A few weeks back in the pouring rain we found a Feral Pigeon under a bridge. We easily picked him up so we took him home. He is not obviously injured (i.e. there is no blood!) - but he has just about no tail feathers and his left wing hangs very low! He seems to be a little hunched around the lower back. He seems not to have instincts to fly, and never tries to flap either of his wings. He is fully fledged though - so perhaps he has never flown! 

Anyway we have been looking after him now for 3 weeks, he eats well, and has made himself at home in our garden shed. He is relatively calm when we visit him, but I really think he would be so much happier with other pigeons! Does anyone know of someone with an Aviary where perhaps he could walk around and nest on the floor and and least see other birds. I have 4 indoor cats.. so bringing him inside would be very bad.

We would be happy to take him to his new home anywhere within the great Sydney region.


----------



## Jaye (Mar 13, 2008)

Thank you for saving him/her. You have a good heart. If you can't find a home, you could always build an enclosure for him...maybe let him in the house for an hour or so per day when the cats are secured.


----------



## Ross Howard (Nov 26, 2009)

There is a no movement lock down in Oz on pigeons check with local vet etc to see if it effects your area or where your moving it to. PMV is the issue.


----------



## Charis (Feb 11, 2007)

It doesn't sound like the pigeon in question has PMV, but with loss of tail feathers, probably escaped a predator.


----------



## Ross Howard (Nov 26, 2009)

Please read my post again ... I did not mean the bird had PMV the reason for not moving pigeons is because there is a gov lockdown in Aus to not move pigeons from 1 loft to another because of a PMV outbreak in parts of Oz. I was suggesting that if they really care they should find out from authorities if & where they can move it to.

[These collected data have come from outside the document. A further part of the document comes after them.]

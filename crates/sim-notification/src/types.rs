//! 알림 타입 및 trait 정의.

use chrono::{DateTime, Utc};
use rust_decimal::Decimal;
use serde::{Deserialize, Serialize};
use sim_core::BreakoutType;
use std::fmt;

/// 알림 우선순위 레벨.
#[derive(Debug, Clone, Copy, PartialEq, Eq, Default, Serialize, Deserialize)]
#[serde(rename_all = "lowercase")]
pub enum NotificationPriority {
    /// 낮은 우선순위 (정보성)
    Low,
    /// 일반 우선순위
    #[default]
    Normal,
    /// 높은 우선순위 (중요 이벤트)
    High,
}

/// 구독 단위가 되는 이벤트 종류.
#[derive(Debug, Clone, Copy, PartialEq, Eq, Hash, Serialize, Deserialize)]
#[serde(rename_all = "lowercase")]
pub enum NotificationKind {
    Warning,
    Start,
    Progress,
    Completion,
}

impl NotificationKind {
    pub const ALL: [NotificationKind; 4] = [
        NotificationKind::Warning,
        NotificationKind::Start,
        NotificationKind::Progress,
        NotificationKind::Completion,
    ];
}

impl fmt::Display for NotificationKind {
    fn fmt(&self, f: &mut fmt::Formatter<'_>) -> fmt::Result {
        let s = match self {
            Self::Warning => "warning",
            Self::Start => "start",
            Self::Progress => "progress",
            Self::Completion => "completion",
        };
        f.write_str(s)
    }
}

/// 알림 이벤트 타입.
#[derive(Debug, Clone, PartialEq, Serialize, Deserialize)]
#[serde(tag = "type", rename_all = "snake_case")]
pub enum NotificationEvent {
    /// 브레이크아웃 임박 경고
    BreakoutWarning {
        breakout_type: BreakoutType,
        time_to_breakout: f64,
        target_price: Decimal,
    },
    /// 브레이크아웃 시작
    BreakoutStarted {
        start_price: Decimal,
        target_price: Decimal,
    },
    /// 브레이크아웃 진행률 (0.0 ~ 1.0)
    BreakoutProgress {
        progress: f64,
        current_price: Decimal,
        target_price: Decimal,
    },
    /// 브레이크아웃 완료
    BreakoutCompleted {
        final_price: Decimal,
        target_price: Decimal,
    },
}

impl NotificationEvent {
    /// 이벤트 종류.
    pub fn kind(&self) -> NotificationKind {
        match self {
            Self::BreakoutWarning { .. } => NotificationKind::Warning,
            Self::BreakoutStarted { .. } => NotificationKind::Start,
            Self::BreakoutProgress { .. } => NotificationKind::Progress,
            Self::BreakoutCompleted { .. } => NotificationKind::Completion,
        }
    }

    /// 이벤트 종류별 기본 우선순위.
    pub fn default_priority(&self) -> NotificationPriority {
        match self.kind() {
            NotificationKind::Warning | NotificationKind::Start => NotificationPriority::High,
            NotificationKind::Progress => NotificationPriority::Low,
            NotificationKind::Completion => NotificationPriority::Normal,
        }
    }
}

/// 알림 메시지.
#[derive(Debug, Clone, Serialize, Deserialize)]
pub struct Notification {
    /// 고유 알림 ID
    pub id: String,
    /// 알림 이벤트
    pub event: NotificationEvent,
    /// 우선순위 레벨
    pub priority: NotificationPriority,
    /// 타임스탬프
    pub timestamp: DateTime<Utc>,
}

impl Notification {
    /// 새 알림을 생성합니다. 우선순위는 이벤트 종류의 기본값입니다.
    pub fn new(event: NotificationEvent, timestamp: DateTime<Utc>) -> Self {
        Self {
            id: uuid::Uuid::new_v4().to_string(),
            priority: event.default_priority(),
            event,
            timestamp,
        }
    }

    /// 우선순위 레벨을 설정합니다.
    pub fn with_priority(mut self, priority: NotificationPriority) -> Self {
        self.priority = priority;
        self
    }

    pub fn kind(&self) -> NotificationKind {
        self.event.kind()
    }
}

/// 알림 작업용 Result 타입.
pub type NotificationResult<T> = Result<T, NotificationError>;

/// 알림 에러.
#[derive(Debug, thiserror::Error)]
pub enum NotificationError {
    #[error("리스너 처리 실패: {0}")]
    ListenerFailed(String),

    #[error("직렬화 에러: {0}")]
    SerializationError(#[from] serde_json::Error),
}

/// 등록된 리스너 핸들.
#[derive(Debug, Clone, Copy, PartialEq, Eq, Hash, PartialOrd, Ord)]
pub struct ListenerId(pub(crate) u64);

/// 브레이크아웃 알림 리스너 trait.
///
/// 스텝 안에서 동기 호출되므로 블로킹 작업을 하면 안 됩니다.
pub trait BreakoutListener: Send + Sync {
    /// 알림을 처리합니다.
    fn on_notification(&self, notification: &Notification) -> NotificationResult<()>;

    /// 리스너 이름 (로그용).
    fn name(&self) -> &str {
        "listener"
    }
}

impl<F> BreakoutListener for F
where
    F: Fn(&Notification) -> NotificationResult<()> + Send + Sync,
{
    fn on_notification(&self, notification: &Notification) -> NotificationResult<()> {
        self(notification)
    }

    fn name(&self) -> &str {
        "closure"
    }
}
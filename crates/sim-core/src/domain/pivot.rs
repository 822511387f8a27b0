//! 피벗 태그.

use rust_decimal::Decimal;
use serde::{Deserialize, Serialize};
use std::fmt;

/// 국소 극값의 종류.
#[derive(Debug, Clone, Copy, PartialEq, Eq, Hash, Serialize, Deserialize)]
pub enum PivotKind {
    PivotHigh,
    PivotLow,
}

impl fmt::Display for PivotKind {
    fn fmt(&self, f: &mut fmt::Formatter<'_>) -> fmt::Result {
        match self {
            Self::PivotHigh => f.write_str("PivotHigh"),
            Self::PivotLow => f.write_str("PivotLow"),
        }
    }
}

/// 버퍼 중앙에서 확인된 피벗.
///
/// 호가는 중앙 항목의 값이며 최신 틱보다 `window` 스텝 늦습니다.
#[derive(Debug, Clone, Copy, PartialEq, Eq, Serialize, Deserialize)]
pub struct Pivot {
    pub kind: PivotKind,
    pub bid: Decimal,
    pub ask: Decimal,
    pub mid: Decimal,
}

As of now there is no vac available for PMV in Oz & all shows have been cancelled for 2012. 
P. S. Maybe you know this already just wanted to be sure. They've got a real problem down there.


----------



## echobee (Feb 2, 2012)

*thanks*

Thank you to all who replied! The little pigeon is doing very well, as we let him / her walk around the garden under supervision.. We have not found a home for him /her so will try and find a little run that we can use to let him / her run in during the day. We now need to consider how to get company for him or her. We were thinking of maybe a bantam chicken which as they can walk around together... (I can see me ending up with a farmyard of animals now!!)


----------